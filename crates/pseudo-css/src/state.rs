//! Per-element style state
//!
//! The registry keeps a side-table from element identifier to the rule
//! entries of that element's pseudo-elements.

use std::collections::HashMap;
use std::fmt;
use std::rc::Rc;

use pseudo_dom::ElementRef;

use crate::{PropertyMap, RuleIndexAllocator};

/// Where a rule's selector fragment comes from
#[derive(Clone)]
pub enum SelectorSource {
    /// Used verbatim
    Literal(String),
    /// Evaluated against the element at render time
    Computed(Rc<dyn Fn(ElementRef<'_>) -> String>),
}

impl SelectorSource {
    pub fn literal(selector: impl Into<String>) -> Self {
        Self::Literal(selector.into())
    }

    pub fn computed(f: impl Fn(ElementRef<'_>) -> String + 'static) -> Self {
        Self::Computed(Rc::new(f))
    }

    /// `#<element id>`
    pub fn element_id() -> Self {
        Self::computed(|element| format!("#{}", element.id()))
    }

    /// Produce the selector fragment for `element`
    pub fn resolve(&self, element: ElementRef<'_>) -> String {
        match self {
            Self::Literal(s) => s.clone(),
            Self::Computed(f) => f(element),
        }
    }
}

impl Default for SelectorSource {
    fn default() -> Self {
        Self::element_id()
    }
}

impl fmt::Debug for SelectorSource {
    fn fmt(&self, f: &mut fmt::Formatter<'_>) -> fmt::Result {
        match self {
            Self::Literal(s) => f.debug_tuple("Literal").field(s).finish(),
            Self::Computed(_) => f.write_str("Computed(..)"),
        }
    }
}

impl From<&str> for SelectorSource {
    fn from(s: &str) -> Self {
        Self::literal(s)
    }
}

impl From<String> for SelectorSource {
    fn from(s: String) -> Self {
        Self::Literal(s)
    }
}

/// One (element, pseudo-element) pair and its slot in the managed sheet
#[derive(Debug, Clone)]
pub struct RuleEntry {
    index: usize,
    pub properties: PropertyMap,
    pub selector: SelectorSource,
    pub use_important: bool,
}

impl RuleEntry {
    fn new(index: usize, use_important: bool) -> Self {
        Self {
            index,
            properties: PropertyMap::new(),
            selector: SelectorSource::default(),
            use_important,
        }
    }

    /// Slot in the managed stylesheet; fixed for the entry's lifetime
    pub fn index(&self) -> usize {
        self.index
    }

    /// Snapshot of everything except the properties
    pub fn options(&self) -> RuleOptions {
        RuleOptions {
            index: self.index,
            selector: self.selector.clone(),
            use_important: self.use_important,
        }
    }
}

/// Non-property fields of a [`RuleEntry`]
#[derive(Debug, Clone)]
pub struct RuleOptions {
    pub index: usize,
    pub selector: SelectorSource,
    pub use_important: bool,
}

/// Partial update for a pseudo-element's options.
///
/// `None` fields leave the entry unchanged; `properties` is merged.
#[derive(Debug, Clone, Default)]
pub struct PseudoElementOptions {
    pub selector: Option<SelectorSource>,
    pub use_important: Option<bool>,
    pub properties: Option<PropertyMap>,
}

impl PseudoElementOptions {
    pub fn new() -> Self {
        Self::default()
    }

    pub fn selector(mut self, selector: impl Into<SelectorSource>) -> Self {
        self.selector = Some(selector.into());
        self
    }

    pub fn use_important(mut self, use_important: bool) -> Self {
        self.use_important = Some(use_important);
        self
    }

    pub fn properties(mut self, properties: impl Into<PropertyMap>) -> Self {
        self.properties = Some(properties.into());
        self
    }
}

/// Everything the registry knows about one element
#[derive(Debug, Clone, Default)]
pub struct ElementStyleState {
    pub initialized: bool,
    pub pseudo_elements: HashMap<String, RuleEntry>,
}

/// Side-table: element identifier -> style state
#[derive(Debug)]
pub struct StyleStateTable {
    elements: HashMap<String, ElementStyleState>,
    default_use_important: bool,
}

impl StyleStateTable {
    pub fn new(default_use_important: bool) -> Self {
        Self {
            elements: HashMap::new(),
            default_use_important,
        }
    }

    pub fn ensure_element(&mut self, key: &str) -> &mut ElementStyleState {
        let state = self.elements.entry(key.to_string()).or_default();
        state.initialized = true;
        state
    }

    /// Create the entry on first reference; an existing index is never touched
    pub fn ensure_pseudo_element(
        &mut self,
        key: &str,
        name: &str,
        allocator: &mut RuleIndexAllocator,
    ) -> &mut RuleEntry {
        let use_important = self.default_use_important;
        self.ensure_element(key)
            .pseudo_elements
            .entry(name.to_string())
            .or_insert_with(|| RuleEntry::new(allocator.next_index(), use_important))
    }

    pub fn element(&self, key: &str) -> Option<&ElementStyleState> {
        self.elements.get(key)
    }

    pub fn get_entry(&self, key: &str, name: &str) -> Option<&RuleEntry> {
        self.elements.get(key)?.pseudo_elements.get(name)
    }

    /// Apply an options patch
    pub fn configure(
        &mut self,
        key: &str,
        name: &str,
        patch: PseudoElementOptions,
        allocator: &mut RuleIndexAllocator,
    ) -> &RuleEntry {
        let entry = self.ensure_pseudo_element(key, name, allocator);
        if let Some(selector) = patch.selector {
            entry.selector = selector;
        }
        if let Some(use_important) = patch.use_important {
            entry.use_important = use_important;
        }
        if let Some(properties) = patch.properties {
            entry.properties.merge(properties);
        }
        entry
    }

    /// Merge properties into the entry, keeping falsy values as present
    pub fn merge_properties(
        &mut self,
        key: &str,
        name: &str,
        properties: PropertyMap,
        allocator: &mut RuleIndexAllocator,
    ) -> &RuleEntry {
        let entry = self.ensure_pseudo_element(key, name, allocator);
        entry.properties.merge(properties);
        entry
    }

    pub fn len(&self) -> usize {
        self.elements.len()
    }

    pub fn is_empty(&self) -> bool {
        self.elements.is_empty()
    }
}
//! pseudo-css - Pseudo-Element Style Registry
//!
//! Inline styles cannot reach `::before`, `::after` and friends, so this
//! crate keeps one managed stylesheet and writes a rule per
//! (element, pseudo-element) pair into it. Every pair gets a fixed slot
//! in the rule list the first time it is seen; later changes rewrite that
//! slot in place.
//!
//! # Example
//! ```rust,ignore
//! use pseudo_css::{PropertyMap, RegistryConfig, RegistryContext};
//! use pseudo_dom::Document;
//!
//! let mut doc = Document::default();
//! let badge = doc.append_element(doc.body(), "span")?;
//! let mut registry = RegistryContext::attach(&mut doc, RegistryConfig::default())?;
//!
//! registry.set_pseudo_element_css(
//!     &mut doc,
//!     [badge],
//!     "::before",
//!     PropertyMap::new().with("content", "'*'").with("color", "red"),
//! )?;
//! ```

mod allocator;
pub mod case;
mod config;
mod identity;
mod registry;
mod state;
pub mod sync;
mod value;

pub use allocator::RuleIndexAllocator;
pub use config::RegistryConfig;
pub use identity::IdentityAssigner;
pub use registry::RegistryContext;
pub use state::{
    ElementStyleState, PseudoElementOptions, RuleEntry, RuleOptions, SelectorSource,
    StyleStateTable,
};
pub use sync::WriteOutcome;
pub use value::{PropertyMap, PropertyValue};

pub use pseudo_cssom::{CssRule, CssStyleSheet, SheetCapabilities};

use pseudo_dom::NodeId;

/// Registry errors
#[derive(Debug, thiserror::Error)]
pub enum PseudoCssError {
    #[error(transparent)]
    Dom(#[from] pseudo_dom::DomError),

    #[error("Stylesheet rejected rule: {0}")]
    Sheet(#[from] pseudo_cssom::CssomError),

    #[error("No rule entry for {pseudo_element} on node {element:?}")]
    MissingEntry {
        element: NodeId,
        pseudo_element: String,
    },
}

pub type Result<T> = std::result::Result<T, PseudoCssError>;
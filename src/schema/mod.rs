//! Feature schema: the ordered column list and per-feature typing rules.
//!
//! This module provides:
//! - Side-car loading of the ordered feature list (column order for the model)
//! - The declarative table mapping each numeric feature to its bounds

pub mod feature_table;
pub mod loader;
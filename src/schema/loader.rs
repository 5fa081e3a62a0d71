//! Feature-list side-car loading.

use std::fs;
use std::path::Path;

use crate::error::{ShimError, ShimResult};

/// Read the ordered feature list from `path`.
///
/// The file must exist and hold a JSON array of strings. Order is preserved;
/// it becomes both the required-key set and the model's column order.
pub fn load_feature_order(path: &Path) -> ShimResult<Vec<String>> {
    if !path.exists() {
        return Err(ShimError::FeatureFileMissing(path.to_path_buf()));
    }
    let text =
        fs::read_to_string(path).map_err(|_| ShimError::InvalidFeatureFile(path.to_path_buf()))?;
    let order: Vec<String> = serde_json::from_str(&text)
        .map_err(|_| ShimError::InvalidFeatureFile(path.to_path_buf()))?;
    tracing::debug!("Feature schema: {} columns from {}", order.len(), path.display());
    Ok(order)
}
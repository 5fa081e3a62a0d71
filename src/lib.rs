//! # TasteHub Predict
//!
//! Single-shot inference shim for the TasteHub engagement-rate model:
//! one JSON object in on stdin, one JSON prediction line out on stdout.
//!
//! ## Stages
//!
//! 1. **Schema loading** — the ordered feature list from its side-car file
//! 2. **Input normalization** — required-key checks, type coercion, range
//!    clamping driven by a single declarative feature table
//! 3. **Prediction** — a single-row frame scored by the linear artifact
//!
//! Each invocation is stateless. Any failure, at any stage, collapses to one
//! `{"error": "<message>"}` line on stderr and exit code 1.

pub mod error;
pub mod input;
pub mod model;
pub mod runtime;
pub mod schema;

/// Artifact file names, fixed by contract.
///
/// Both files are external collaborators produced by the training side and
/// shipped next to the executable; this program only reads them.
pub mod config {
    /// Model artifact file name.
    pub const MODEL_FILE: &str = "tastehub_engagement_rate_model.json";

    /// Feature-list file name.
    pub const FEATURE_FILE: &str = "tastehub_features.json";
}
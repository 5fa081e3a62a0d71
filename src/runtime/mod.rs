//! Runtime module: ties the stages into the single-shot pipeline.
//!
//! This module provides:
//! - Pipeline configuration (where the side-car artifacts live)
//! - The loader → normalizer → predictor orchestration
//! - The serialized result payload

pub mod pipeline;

==

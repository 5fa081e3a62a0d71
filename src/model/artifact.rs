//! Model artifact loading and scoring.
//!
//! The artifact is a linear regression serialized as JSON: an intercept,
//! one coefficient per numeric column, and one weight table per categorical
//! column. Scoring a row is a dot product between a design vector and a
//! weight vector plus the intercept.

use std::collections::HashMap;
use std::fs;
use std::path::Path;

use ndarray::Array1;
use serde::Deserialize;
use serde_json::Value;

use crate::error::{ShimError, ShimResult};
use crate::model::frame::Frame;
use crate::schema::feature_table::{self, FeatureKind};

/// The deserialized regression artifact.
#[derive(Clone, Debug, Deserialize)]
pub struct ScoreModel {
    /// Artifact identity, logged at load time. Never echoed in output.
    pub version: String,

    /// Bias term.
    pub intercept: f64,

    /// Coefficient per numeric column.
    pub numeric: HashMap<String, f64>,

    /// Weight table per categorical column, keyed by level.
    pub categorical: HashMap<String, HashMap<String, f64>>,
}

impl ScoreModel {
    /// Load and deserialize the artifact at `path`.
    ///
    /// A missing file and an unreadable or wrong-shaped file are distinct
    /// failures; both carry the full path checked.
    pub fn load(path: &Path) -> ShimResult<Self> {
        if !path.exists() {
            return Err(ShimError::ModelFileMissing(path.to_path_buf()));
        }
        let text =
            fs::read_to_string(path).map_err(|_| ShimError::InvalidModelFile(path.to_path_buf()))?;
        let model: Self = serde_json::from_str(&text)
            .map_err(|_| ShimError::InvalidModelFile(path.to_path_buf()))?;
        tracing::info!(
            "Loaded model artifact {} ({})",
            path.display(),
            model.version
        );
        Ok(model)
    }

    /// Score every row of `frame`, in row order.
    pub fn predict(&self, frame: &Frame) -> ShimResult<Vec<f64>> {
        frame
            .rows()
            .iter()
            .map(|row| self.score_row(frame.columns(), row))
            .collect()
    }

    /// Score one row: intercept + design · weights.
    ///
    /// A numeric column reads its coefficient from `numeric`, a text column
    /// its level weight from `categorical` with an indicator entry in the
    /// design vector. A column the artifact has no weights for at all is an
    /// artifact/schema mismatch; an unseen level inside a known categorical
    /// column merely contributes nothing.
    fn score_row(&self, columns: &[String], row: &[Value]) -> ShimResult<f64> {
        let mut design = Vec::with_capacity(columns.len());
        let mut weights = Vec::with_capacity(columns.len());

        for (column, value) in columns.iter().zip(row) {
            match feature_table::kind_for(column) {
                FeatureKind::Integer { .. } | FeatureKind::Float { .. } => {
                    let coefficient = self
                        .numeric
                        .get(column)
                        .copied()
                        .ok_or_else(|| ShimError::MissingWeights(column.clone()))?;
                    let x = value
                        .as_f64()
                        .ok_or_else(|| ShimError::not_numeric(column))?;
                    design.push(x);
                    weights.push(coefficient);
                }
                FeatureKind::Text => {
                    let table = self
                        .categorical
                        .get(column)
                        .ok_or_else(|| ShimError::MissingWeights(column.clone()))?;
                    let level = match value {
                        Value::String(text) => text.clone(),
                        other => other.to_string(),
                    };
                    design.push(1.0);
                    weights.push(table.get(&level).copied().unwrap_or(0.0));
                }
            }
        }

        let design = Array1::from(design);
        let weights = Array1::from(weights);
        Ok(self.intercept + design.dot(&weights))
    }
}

Assigned task ::
Print exactly the lines above, between the one holding "filename crates/pseudo-css/src/state.rs" and the one holding "use pseudo_dom::ElementRef;", inclusive, and nothing besides.

Exercise result ::
filename crates/pseudo-css/src/state.rs
//! Per-element style state
//!
//! The registry keeps a side-table from element identifier to the rule
//! entries of that element's pseudo-elements.

use std::collections::HashMap;
use std::fmt;
use std::rc::Rc;

use pseudo_dom::ElementRef;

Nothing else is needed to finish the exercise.